At Brindavan the Holy Mother’s life was one of constant worship and meditation. She and another devotee Yogin-Ma would sit together and repeat the name of God with such absorption that they knew not even when flies sat on their faces and made sores there. In Brindavan there are several temples. The Holy Mother visited all of them. At the temple of Radharamana she prayed to the deity with tears in her eyes: “O Lord, remove from me the habit of finding fault with others. May I never find fault with anybody!” As a result of this prayer her character was completely free of this tendency.

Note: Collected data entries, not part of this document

//! Memetic algorithm.

use super::config::MemeticConfig;
use super::crossover::Crossover;
use super::generation::{best_of, select_parents};
use super::replacement::Replacement;
use super::selection::ParentSelection;
use crate::error::{ConfigError, ConfigResult};
use crate::heuristics::{Heuristic, Mutation};
use crate::problem::{PopulationLayout, Problem};
use crate::search::SearchMethod;
use rand::RngCore;
use tracing::{debug, trace};

/// A genetic algorithm whose offspring are refined by local search.
///
/// One tick is one generation:
///
/// 1. For each pair position `i = 0, 2, ..., P-2`, select two parents
///    (duplicate picks resolved by [`select_parents`]).
/// 2. Cross them into `P+i` and `P+i+1`, mutate both children, then apply
///    local search to both.
/// 3. Run the replacement once over `[0, 2P)`.
///
/// Built with [`MemeticAlgorithm::builder`]; every operator is required.
pub struct MemeticAlgorithm {
    config: MemeticConfig,
    layout: PopulationLayout,
    crossover: Box<dyn Crossover>,
    mutation: Box<dyn Mutation>,
    local_search: Box<dyn Heuristic>,
    parent1: Box<dyn ParentSelection>,
    parent2: Box<dyn ParentSelection>,
    replacement: Box<dyn Replacement>,
    generation: usize,
}

/// Assembles a [`MemeticAlgorithm`].
///
/// # Examples
///
/// ```
/// use u_memetic::heuristics::{BitMutation, DavisBitHc};
/// use u_memetic::population::{
///     ElitistReplacement, MemeticAlgorithm, MemeticConfig, TournamentSelection,
///     UniformCrossover,
/// };
///
/// let ma = MemeticAlgorithm::builder(MemeticConfig::default())
///     .crossover(UniformCrossover)
///     .mutation(BitMutation::default())
///     .local_search(DavisBitHc::new())
///     .parent_selection(TournamentSelection::new(3).unwrap(), TournamentSelection::new(3).unwrap())
///     .replacement(ElitistReplacement)
///     .build()
///     .unwrap();
/// ```
#[derive(Default)]
pub struct MemeticBuilder {
    config: MemeticConfig,
    crossover: Option<Box<dyn Crossover>>,
    mutation: Option<Box<dyn Mutation>>,
    local_search: Option<Box<dyn Heuristic>>,
    parent1: Option<Box<dyn ParentSelection>>,
    parent2: Option<Box<dyn ParentSelection>>,
    replacement: Option<Box<dyn Replacement>>,
}

impl MemeticBuilder {
    pub fn crossover(mut self, op: impl Crossover + 'static) -> Self {
        self.crossover = Some(Box::new(op));
        self
    }

    pub fn mutation(mut self, op: impl Mutation + 'static) -> Self {
        self.mutation = Some(Box::new(op));
        self
    }

    pub fn local_search(mut self, op: impl Heuristic + 'static) -> Self {
        self.local_search = Some(Box::new(op));
        self
    }

    /// Selection operators for the first and second parent.
    pub fn parent_selection(
        mut self,
        first: impl ParentSelection + 'static,
        second: impl ParentSelection + 'static,
    ) -> Self {
        self.parent1 = Some(Box::new(first));
        self.parent2 = Some(Box::new(second));
        self
    }

    pub fn replacement(mut self, op: impl Replacement + 'static) -> Self {
        self.replacement = Some(Box::new(op));
        self
    }

    /// Validates the configuration and checks that no operator is missing.
    pub fn build(self) -> ConfigResult<MemeticAlgorithm> {
        let layout = self.config.layout()?;
        Ok(MemeticAlgorithm {
            config: self.config,
            layout,
            crossover: self.crossover.ok_or(ConfigError::MissingOperator("crossover"))?,
            mutation: self.mutation.ok_or(ConfigError::MissingOperator("mutation"))?,
            local_search: self
                .local_search
                .ok_or(ConfigError::MissingOperator("local_search"))?,
            parent1: self
                .parent1
                .ok_or(ConfigError::MissingOperator("parent_selection"))?,
            parent2: self
                .parent2
                .ok_or(ConfigError::MissingOperator("parent_selection"))?,
            replacement: self
                .replacement
                .ok_or(ConfigError::MissingOperator("replacement"))?,
            generation: 0,
        })
    }
}

impl MemeticAlgorithm {
    /// Starts assembling an algorithm with the given configuration.
    pub fn builder(config: MemeticConfig) -> MemeticBuilder {
        MemeticBuilder {
            config,
            ..MemeticBuilder::default()
        }
    }

    /// Index layout in use.
    pub fn layout(&self) -> PopulationLayout {
        self.layout
    }

    /// Generations completed so far.
    pub fn generation(&self) -> usize {
        self.generation
    }
}

impl SearchMethod for MemeticAlgorithm {
    fn name(&self) -> &str {
        "Memetic Algorithm"
    }

    fn initialize(&mut self, problem: &mut dyn Problem, _rng: &mut dyn RngCore) -> ConfigResult<()> {
        if problem.number_of_variables() == 0 {
            return Err(ConfigError::NoVariables);
        }
        self.layout.check_memory(problem.memory_size())?;
        self.local_search.validate(problem)?;
        debug!(
            population = self.layout.size(),
            crossover = self.crossover.name(),
            mutation = self.mutation.name(),
            local_search = self.local_search.name(),
            replacement = self.replacement.name(),
            "memetic algorithm initialized"
        );
        Ok(())
    }

    fn run_main_loop(&mut self, problem: &mut dyn Problem, rng: &mut dyn RngCore) {
        let layout = self.layout;
        for i in (0..layout.size()).step_by(2) {
            let (p1, p2) = select_parents(
                &*self.parent1,
                &*self.parent2,
                problem,
                layout,
                rng,
            );
            let (c1, c2) = layout.offspring_pair(i);

            self.crossover.crossover(problem, p1, p2, c1, c2, rng);
            self.mutation
                .mutate(problem, c1, self.config.mutation_intensity, rng);
            self.mutation
                .mutate(problem, c2, self.config.mutation_intensity, rng);
            self.local_search.apply(problem, c1, rng);
            self.local_search.apply(problem, c2, rng);
        }
        self.replacement.replace(problem, layout);

        self.generation += 1;
        trace!(
            generation = self.generation,
            best = self.incumbent_value(problem),
            "memetic generation"
        );
    }

    fn incumbent_value(&self, problem: &dyn Problem) -> f64 {
        best_of(problem, self.layout.population()).1
    }
}

#[cfg(test)]
mod tests {
    use super::*;
    use crate::heuristics::{BitMutation, DavisBitHc, NoopHeuristic};
    use crate::population::{
        BasicReplacement, ElitistReplacement, FittestSelection, TournamentSelection,
        UniformCrossover,
    };
    use crate::random::create_rng;
    use crate::sat::{Formula, SatProblem};
    use crate::test_support::WeightedBits;

    fn elitist(population: usize) -> MemeticAlgorithm {
        MemeticAlgorithm::builder(MemeticConfig::default().with_population_size(population))
            .crossover(UniformCrossover)
            .mutation(BitMutation::default())
            .local_search(NoopHeuristic)
            .parent_selection(
                TournamentSelection::new(3).unwrap(),
                TournamentSelection::new(3).unwrap(),
            )
            .replacement(ElitistReplacement)
            .build()
            .unwrap()
    }

    #[test]
    fn test_missing_operator_fails_fast() {
        let result = MemeticAlgorithm::builder(MemeticConfig::default())
            .crossover(UniformCrossover)
            .mutation(BitMutation::default())
            .parent_selection(FittestSelection, FittestSelection)
            .replacement(BasicReplacement)
            .build();
        assert_eq!(
            result.err(),
            Some(ConfigError::MissingOperator("local_search"))
        );
    }

    #[test]
    fn test_odd_population_rejected() {
        let config = MemeticConfig::default().with_population_size(5);
        let result = MemeticAlgorithm::builder(config).build();
        assert_eq!(result.err(), Some(ConfigError::InvalidPopulationSize(5)));
    }

    #[test]
    fn test_initialize_checks_memory() {
        let mut problem = WeightedBits::new(vec![1.0; 4], 6);
        let mut rng = create_rng(0);
        let mut ma = elitist(4);
        assert_eq!(
            ma.initialize(&mut problem, &mut rng),
            Err(ConfigError::InsufficientMemory {
                required: 8,
                available: 6
            })
        );
    }

    #[test]
    fn test_two_member_generation_with_fittest_selection() {
        // P = 2, parents cost 3.0 and 5.0; both selections pick slot 0,
        // the duplicate rule forces the second parent to slot 1.
        let mut problem = WeightedBits::new(vec![3.0, 5.0, 0.0, 0.0], 4);
        problem.set(0, &[true, false, false, false]);
        problem.set(1, &[false, true, false, false]);
        let mut rng = create_rng(9);
        let config = MemeticConfig::default()
            .with_population_size(2)
            .with_mutation_intensity(0);
        let mut ma = MemeticAlgorithm::builder(config)
            .crossover(UniformCrossover)
            .mutation(BitMutation::default())
            .local_search(NoopHeuristic)
            .parent_selection(FittestSelection, FittestSelection)
            .replacement(BasicReplacement)
            .build()
            .unwrap();
        ma.initialize(&mut problem, &mut rng).unwrap();
        ma.run_main_loop(&mut problem, &mut rng);

        // Children recombine the two distinct parents bit by bit.
        for bit in 0..4 {
            let mut pair = [problem.slots[0][bit], problem.slots[1][bit]];
            pair.sort();
            let expected = if bit < 2 { [false, true] } else { [false, false] };
            assert_eq!(pair, expected);
        }
        assert_eq!(problem.objective_value(0) + problem.objective_value(1), 8.0);
        assert_eq!(ma.generation(), 1);
    }

    #[test]
    fn test_elitist_best_never_worsens() {
        let mut rng = create_rng(42);
        let formula = Formula::random(40, 170, 3, &mut rng);
        let mut problem = SatProblem::new(formula, 20, &mut rng);
        let mut ma = elitist(10);
        ma.initialize(&mut problem, &mut rng).unwrap();

        let mut best = ma.incumbent_value(&problem);
        for _ in 0..30 {
            ma.run_main_loop(&mut problem, &mut rng);
            let next = ma.incumbent_value(&problem);
            assert!(next <= best, "best worsened from {best} to {next}");
            best = next;
        }
    }

    #[test]
    fn test_memetic_improves_sat() {
        let mut rng = create_rng(7);
        let formula = Formula::random(50, 210, 3, &mut rng);
        let mut problem = SatProblem::new(formula, 16, &mut rng);
        let mut ma = MemeticAlgorithm::builder(MemeticConfig::default().with_population_size(8))
            .crossover(UniformCrossover)
            .mutation(BitMutation::default())
            .local_search(DavisBitHc::new())
            .parent_selection(
                TournamentSelection::new(3).unwrap(),
                TournamentSelection::new(3).unwrap(),
            )
            .replacement(ElitistReplacement)
            .build()
            .unwrap();
        ma.initialize(&mut problem, &mut rng).unwrap();
        let start = ma.incumbent_value(&problem);
        for _ in 0..10 {
            ma.run_main_loop(&mut problem, &mut rng);
        }
        assert!(ma.incumbent_value(&problem) < start);
    }
}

During her stay in Brindavan she had many spiritual experiences. One day her companions found her absorbed in Samadhi at one Kala Babu’s house. She remained in this state for a long time. Swami Yoganand (a young disciple of the Master) managed to bring her back to a semi-conscious state by repeating the name of the Lord in her ears. When she regained the semi-conscious state she spoke the way Sri Ramakrishna would on similar occasions, “I will eat something”. She was offered some sweets, water and betel. She took a little of each as Sri Ramakrishna used to do. When she came down to the physical consciousness, she said that the consciousness of the Master was upon her during that state.

The Holy Mother stayed in Brindavan for a whole year. From Brindavan she returned to Calcutta and from there she went to Kamarpukur. At Kamarpukur she faced a life of utter poverty and loneliness. All her relatives who had the responsibility of looking after her deserted her. Towards the end of His life, Sri Ramakrishna had told her, “After my time you go to Kamarpukur, live upon whatever you get, be it mere boiled rice and greens, spend your time in repeating the name of Hari.” These prophetic words seem to come true during this period of the Holy Mothers life. She did not have any money. She was so poor that she could not even buy salt, a commodity that is not denied even to the poorest of the poor. She had to cultivate some greens to go with her daily food. Until these were ready she made rice out of the paddy in the granary, offered it to the Master and partook of it herself without any condiments. In spite of her silence about her sufferings, the disciples of the Master in Calcutta came to know of her condition. They sent an earnest letter of invitation to the Holy Mother, requesting her to come to Calcutta. So after a stay of about nine months at Kamarpukur, the Holy Mother went to Calcutta in April 1888.